Toledo native Meheret Kassa practiced law for seven years, but eventually left the field because she wasn’t doing work she was passionate about.
Meheret (her name means ”mercy” in Amharic, an official language of Ethiopia) wanted to work in the mental health field as a social worker. “I have friends and relatives who would have had better lives if they had accessed mental health services earlier,” she says. “I want to engage with people directly, and social work embodies values that are important to me: access and equity and making sure that all people have opportunities, regardless of socioeconomic status. That is all embodied by social work and social justice. The U-M School of Social Work sees mental health not just in terms of pathology but in terms of social justice principles. We look at the whole person. U-M’s innovative work in integrated health was very attractive to me.”
Affording a master’s, though, would be a challenge. “I was still paying off law school loans,” Meheret explains. “I could not afford a big debt load. It’s a reality that some students can’t take on debt. But they are often the ones we want in this field, because they understand the challenges in low-income communities. If we exclude those folks, we undermine the profession.”

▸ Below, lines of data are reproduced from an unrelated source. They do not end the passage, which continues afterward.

//! # Vault Accounting
//!
//! The aggregate that turns deposits, mints, withdrawals and redemptions
//! into ledger effects while charging the four fees.
//!
//! Every operation runs the same pipeline:
//!
//! ```text
//! observe (A, S) ──► accrue management + performance ──► simulated (A, S')
//!                                                             │
//!       convert principal and entry/exit fee against (A, S') ◄┘
//!                                                             │
//!       commit [transfer in | burn] [mint | transfer out] [collector mint]
//!                                                             │
//!    last_collection += whole seconds, high-water mark ◄─────┘
//! ```
//!
//! Previews run the first two stages only and return the same
//! [`OperationQuote`] the real operation commits, so a preview and the
//! operation that follows it at the same instant always agree.
//!
//! Fees are settled in shares minted to the collector. The asset side of
//! the simulated state is therefore never adjusted, only the supply.
//! Management fees accrue before the performance fee, and the performance
//! fee is measured on the share value after management dilution.
//!
//! Management fees are billed per whole second. `last_collection` only
//! moves forward by the seconds actually billed, so a sub-second remainder
//! carries over to the next accrual.

use chrono::{DateTime, Duration, Utc};
use serde::{Deserialize, Serialize};
use thiserror::Error;
use tracing::{debug, info, warn};

use vaultline_protocol::config::{ConfigError, VaultConfig};
use vaultline_protocol::conversion::VaultSnapshot;
use vaultline_protocol::events::{FeeBreakdown, VaultEvent};
use vaultline_protocol::fees::{self, FeeKind, PerformanceInputs};
use vaultline_protocol::ledger::{LedgerEffect, LedgerError, ShareLedger, ValuationProvider};
use vaultline_protocol::math::{checked_sum, MathError, Rounding};

use crate::fee_governance::{FeeParameterStore, GovernanceError, PendingFeeUpdate};

// ---------------------------------------------------------------------------
// Errors
// ---------------------------------------------------------------------------

/// Errors that can occur during vault operations.
///
/// Any error discards the whole operation: no ledger effect, state change
/// or event survives it.
#[derive(Debug, Clone, PartialEq, Eq, Error)]
pub enum VaultError {
    /// A fee governance rule rejected the call.
    #[error(transparent)]
    Governance(#[from] GovernanceError),

    /// The deposit is above [`Vault::max_deposit`].
    #[error("exceeded max deposit: attempted {assets}, max {max}")]
    ExceededMaxDeposit {
        /// Assets the caller tried to deposit.
        assets: u64,
        /// The bound at that instant.
        max: u64,
    },

    /// The mint is above [`Vault::max_mint`].
    #[error("exceeded max mint: attempted {shares}, max {max}")]
    ExceededMaxMint {
        /// Shares the caller tried to mint.
        shares: u64,
        /// The bound at that instant.
        max: u64,
    },

    /// The withdrawal is above [`Vault::max_withdraw`] for the owner.
    #[error("exceeded max withdraw for {owner}: attempted {assets}, max {max}")]
    ExceededMaxWithdraw {
        /// Share owner.
        owner: String,
        /// Net assets the caller tried to withdraw.
        assets: u64,
        /// The bound at that instant.
        max: u64,
    },

    /// The redemption is above [`Vault::max_redeem`] for the owner.
    #[error("exceeded max redeem for {owner}: attempted {shares}, max {max}")]
    ExceededMaxRedeem {
        /// Share owner.
        owner: String,
        /// Shares the caller tried to redeem.
        shares: u64,
        /// The bound at that instant.
        max: u64,
    },

    /// Someone other than the owner tried to spend the owner's shares.
    #[error("{caller} is not the owner of the shares ({owner})")]
    NotOwner {
        /// Account that initiated the exit.
        caller: String,
        /// Account whose shares would be burned.
        owner: String,
    },

    /// Accrued fees claim more value than the vault holds, and the
    /// valuation provider reports fewer assets than sit idle in custody.
    #[error("insufficient assets for fees: fees claim {fee_assets}, vault holds {available}")]
    InsufficientAssetsForFees {
        /// Asset value of the accrued fee shares (rounded up).
        fee_assets: u64,
        /// Total assets under management.
        available: u64,
    },

    /// Checked arithmetic failed.
    #[error("math error: {0}")]
    Math(#[from] MathError),

    /// The ledger refused the effect batch.
    #[error("ledger error: {0}")]
    Ledger(#[from] LedgerError),

    /// The deployment config is invalid.
    #[error("invalid config: {0}")]
    Config(#[from] ConfigError),
}

// ---------------------------------------------------------------------------
// Types
// ---------------------------------------------------------------------------

/// Bookkeeping for the time-based fees.
#[derive(Debug, Clone, Copy, PartialEq, Eq, Serialize, Deserialize)]
pub struct PerformanceState {
    /// Highest share value at which a performance fee has been settled.
    /// Never decreases.
    pub high_water_mark: u64,
    /// Instant up to which management fees have been billed. Advances in
    /// whole seconds.
    pub last_collection: DateTime<Utc>,
}

/// Everything an operation will do, computed without touching state.
#[derive(Debug, Clone, Copy, PartialEq, Eq, Default, Serialize, Deserialize)]
pub struct OperationQuote {
    /// Gross assets pulled in (deposit, mint) or net assets paid out
    /// (withdraw, redeem).
    pub assets: u64,
    /// Shares minted to the receiver or burned from the owner.
    pub shares: u64,
    /// Entry or exit fee in assets.
    pub fee_assets: u64,
    /// Entry or exit fee in shares, minted to the collector.
    pub fee_shares: u64,
    /// Management and performance fee shares settled by the operation.
    pub accrued: FeeBreakdown,
}

impl OperationQuote {
    /// Total shares the collector receives if the operation executes.
    pub fn collector_shares(&self) -> Result<u64, MathError> {
        checked_sum(
            &[self.accrued.accrued()?, self.fee_shares],
            "collector_shares",
        )
    }
}

/// Management and performance fees owed at one instant and the state they
/// imply.
#[derive(Debug, Clone, Copy, PartialEq, Eq)]
struct Accrual {
    observed: VaultSnapshot,
    simulated: VaultSnapshot,
    breakdown: FeeBreakdown,
    high_water_mark: u64,
    billed_until: DateTime<Utc>,
}

/// A tokenized vault over a share ledger and a valuation provider.
#[derive(Debug, Clone, Serialize, Deserialize)]
pub struct Vault<L, V> {
    config: VaultConfig,
    fees: FeeParameterStore,
    performance: PerformanceState,
    ledger: L,
    valuation: V,
    #[serde(skip)]
    events: Vec<VaultEvent>,
}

Meheret was ultimately able to secure funds. The School of Social Work has a Health Resources and Services Administration (HRSA) grant providing stipends for those studying integrated behavioral health. Dacia Price, Clinical Assistant Professor of Social Work, encouraged Meheret to apply. She qualified and received a field placement with the Western Wayne Family Health Center, part of the Detroit Wayne Mental Health Authority (DWMHA). “Now I am much more immersed in integrated health,” she says, “I am so thankful to Dacia and the School of Social Work. I am able to do work I am passionate about and that I care about deeply.” Now Meheret is able to provide mental health and primary care services before it may be too late—meaningful work that reflects her personal values.
Meheret also received a scholarship from our New Leaders in African Centered Social Work program, which gives students culturally specific training for service to African Americans. “New Leaders creates space for people interested in helping African American communities,” Meheret explains, “and I would like to thank all the donors who make New Leaders possible. As a non-white student you teach white students how to do this work, but you, yourself must have the tools and skills to work with populations you care about. It is important that we continue to engage Black students at the School of Social Work. Their work is important to the needs of their communities. There is also so much racism on interpersonal and institutional levels, and it’s important that social workers feel supported in combatting it.”